Applications of Linear Momentum:
- Collisions and Explosions: Momentum conservation is used to analyze elastic and inelastic collisions.
- Rocket Propulsion: Rockets accelerate by expelling gas backward; the momentum of the rocket-gas system is conserved.
- Vehicle Safety: Seat belts and airbags work by changing momentum gradually to reduce force on passengers.
- Sports: Understanding momentum helps in catching, hitting, or kicking balls safely and effectively.
- Recoil of Guns: When a bullet is fired, the gun moves backward due to conservation of momentum.
Example:
Two carts on a frictionless track collide. Cart A: mass = 2 kg, velocity = 3 m/s to the right; Cart B: mass = 3 kg, velocity = -2 m/s (to the left). Find the velocity of the combined carts after an inelastic collision.
▶️Answer/Explanation
Step 1: Use conservation of momentum: \( m_A v_A + m_B v_B = (m_A + m_B) v_f \)
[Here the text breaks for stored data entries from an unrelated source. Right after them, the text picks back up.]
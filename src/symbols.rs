//! Cross-file symbol table: classes and aliases looked up by name.
//!
//! Resolution is lazy: nothing is dereferenced while files are parsed, so
//! the order in which files declare their classes does not matter.

use crate::model::{Alias, AliasValue, Class, LuaFile, Param, ParseError};
use std::borrow::Cow;
use std::collections::{BTreeMap, HashMap};

/// Every parsed file plus the class and alias indexes built from them.
#[derive(Debug, Default)]
pub struct SymbolTable {
    files: BTreeMap<String, LuaFile>,
    classes: HashMap<String, Class>,
    aliases: HashMap<String, Alias>,
}

/// Optional class-typed parameters are spelled `nil|a.B`; look up `a.B`.
fn lookup_key(type_name: &str) -> &str {
    type_name.strip_prefix("nil|").unwrap_or(type_name)
}

impl SymbolTable {
    pub fn new() -> Self {
        Self::default()
    }

    /// Register a file and index its classes and aliases. A name declared
    /// twice resolves to the last declaration added.
    pub fn add_file(&mut self, path: impl Into<String>, file: LuaFile) {
        for class in &file.classes {
            self.classes.insert(class.name.clone(), class.clone());
        }
        for alias in &file.aliases {
            self.aliases.insert(alias.name.clone(), alias.clone());
        }
        self.files.insert(path.into(), file);
    }

    /// Files in path order.
    pub fn files(&self) -> impl Iterator<Item = (&str, &LuaFile)> {
        self.files.iter().map(|(path, file)| (path.as_str(), file))
    }

    pub fn file(&self, path: &str) -> Option<&LuaFile> {
        self.files.get(path)
    }

    pub fn class(&self, type_name: &str) -> Option<&Class> {
        self.classes.get(lookup_key(type_name))
    }

    pub fn alias(&self, type_name: &str) -> Option<&Alias> {
        self.aliases.get(lookup_key(type_name))
    }

    /// The public, named fields of a class as parameters. Empty when the
    /// class is unknown or opaque.
    pub fn expand_class(&self, type_name: &str) -> Vec<Param> {
        let Some(class) = self.class(type_name) else {
            return Vec::new();
        };
        if class.opaque {
            return Vec::new();
        }
        class
            .fields
            .iter()
            .filter(|field| field.is_public())
            .filter_map(|field| {
                let name = field.name.as_ref()?;
                Some(Param::new(name.clone(), field.ty.clone(), field.desc.clone()))
            })
            .collect()
    }

    /// Enumerated values of a string alias. Empty when the name is unknown.
    pub fn expand_alias_values(&self, type_name: &str) -> &[AliasValue] {
        self.alias(type_name)
            .map(|alias| alias.values.as_slice())
            .unwrap_or(&[])
    }

    /// Every recorded parse error with the path of its file.
    pub fn errors(&self) -> impl Iterator<Item = (&str, &ParseError)> {
        self.files()
            .flat_map(|(path, file)| file.errors.iter().map(move |err| (path, err)))
    }

    pub fn error_count(&self) -> usize {
        self.files.values().map(|file| file.errors.len()).sum()
    }
}

impl<P: Into<String>> FromIterator<(P, LuaFile)> for SymbolTable {
    fn from_iter<I: IntoIterator<Item = (P, LuaFile)>>(iter: I) -> Self {
        let mut table = SymbolTable::new();
        for (path, file) in iter {
            table.add_file(path, file);
        }
        table
    }
}

impl Param {
    /// Explicit sub-params if any were written, otherwise the fields of the
    /// class named by this parameter's type.
    pub fn resolved_subparams(&self, symbols: &SymbolTable) -> Cow<'_, [Param]> {
        if !self.subparams.is_empty() {
            return Cow::Borrowed(&self.subparams);
        }
        Cow::Owned(symbols.expand_class(&self.ty.to_string()))
    }
}
//! luadoc: check and export the doc annotations of Lua source files.
//!
//! Two modes:
//!
//! - **stdin mode**: `luadoc < init.lua`
//! - **file mode**: `luadoc -f json -o api.json lua/`

use anyhow::{bail, Context, Result};
use clap::Parser;
use luadoc::render;
use luadoc::{parse_source, scan_paths, ScanOptions, SymbolTable};
use std::fs;
use std::io::{self, Read};
use std::path::PathBuf;
use tracing::debug;
use tracing_subscriber::EnvFilter;

/// Path used for the file read from stdin.
const STDIN_PATH: &str = "<stdin>";

#[derive(Parser)]
#[command(
    name = "luadoc",
    version,
    about = "Parse doc annotations in Lua source files"
)]
struct Cli {
    /// Input files, directories or glob patterns. If omitted, reads from stdin.
    paths: Vec<PathBuf>,

    /// Output format: report (default), json
    #[arg(short = 'f', long, default_value = "report")]
    format: String,

    /// Write output to this file instead of stdout
    #[arg(short = 'o', long)]
    output: Option<PathBuf>,

    /// Exit with an error when any annotation block fails to parse
    #[arg(long)]
    strict: bool,

    /// Include @private functions in output
    #[arg(long)]
    show_private: bool,

    /// Source file extension picked up when walking directories
    #[arg(long, default_value = "lua")]
    ext: String,

    /// Skip paths matching this glob. Can be specified multiple times.
    #[arg(long)]
    exclude: Vec<String>,
}

fn main() -> Result<()> {
    tracing_subscriber::fmt()
        .with_env_filter(
            EnvFilter::try_from_default_env().unwrap_or_else(|_| EnvFilter::new("warn")),
        )
        .with_writer(io::stderr)
        .init();

    let cli = Cli::parse();
    // Fail on a bad format before doing any work
    let renderer = render::create_renderer(&cli.format, cli.show_private)?;

    let symbols = if cli.paths.is_empty() {
        stdin_mode()?
    } else {
        file_mode(&cli)?
    };

    let output = renderer.render(&symbols)?;
    match &cli.output {
        Some(path) => {
            fs::write(path, &output)
                .with_context(|| format!("failed to write {}", path.display()))?;
            debug!(path = %path.display(), "wrote output");
        }
        None => print!("{}", output),
    }

    if cli.strict && symbols.error_count() > 0 {
        bail!("{} annotation block(s) failed to parse", symbols.error_count());
    }
    Ok(())
}

/// stdin mode: parse a single file read from stdin.
fn stdin_mode() -> Result<SymbolTable> {
    let mut input = String::new();
    io::stdin()
        .read_to_string(&mut input)
        .context("failed to read stdin")?;

    let mut symbols = SymbolTable::new();
    symbols.add_file(STDIN_PATH, parse_source(&input));
    Ok(symbols)
}

/// file mode: walk the given paths and parse every matching file.
fn file_mode(cli: &Cli) -> Result<SymbolTable> {
    let options = ScanOptions {
        extension: cli.ext.trim_start_matches('.').to_string(),
        ..ScanOptions::default()
    }
    .with_excludes(&cli.exclude)?;
    scan_paths(&cli.paths, &options)
}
Step 2: Substitute values → \( 2 \cdot 3 + 3 \cdot (-2) = (2 + 3) v_f \)
Step 3: Calculate → \( 6 – 6 = 5 v_f \) → \( 0 = 5 v_f \)
Step 4: Solve for final velocity → \( v_f = 0 \, \text{m/s} \)
Final Answer: The combined carts come to rest after the collision.
Example:
Two ice skaters, Skater A (mass = 50 kg) and Skater B (mass = 70 kg), are initially at rest on a frictionless ice surface. Skater A pushes Skater B. After the push, Skater A moves backward with a velocity of 1.5 m/s. Find the velocity of Skater B.
▶️Answer/Explanation
Step 1: Define the system: The system consists of both Skater A and Skater B. No external horizontal forces act on the system.
Step 2: Apply conservation of momentum:
\( \text{Total momentum before push} = \text{Total momentum after push} \)
\( 0 = m_A v_A + m_B v_B \)
Step 3: Substitute known values:
\( 0 = 50 \cdot (-1.5) + 70 \cdot v_B \) (Skater A moves backward, take as negative)
Step 4: Solve for \(v_B\):
\( -75 + 70 v_B = 0 \) → \( 70 v_B = 75 \) → \( v_B \approx 1.07 \, \text{m/s} \)
Final Answer: Skater B moves forward with a velocity of 1.07 m/s.
Note: By choosing the system as both skaters, the internal push does not change the total momentum of the system.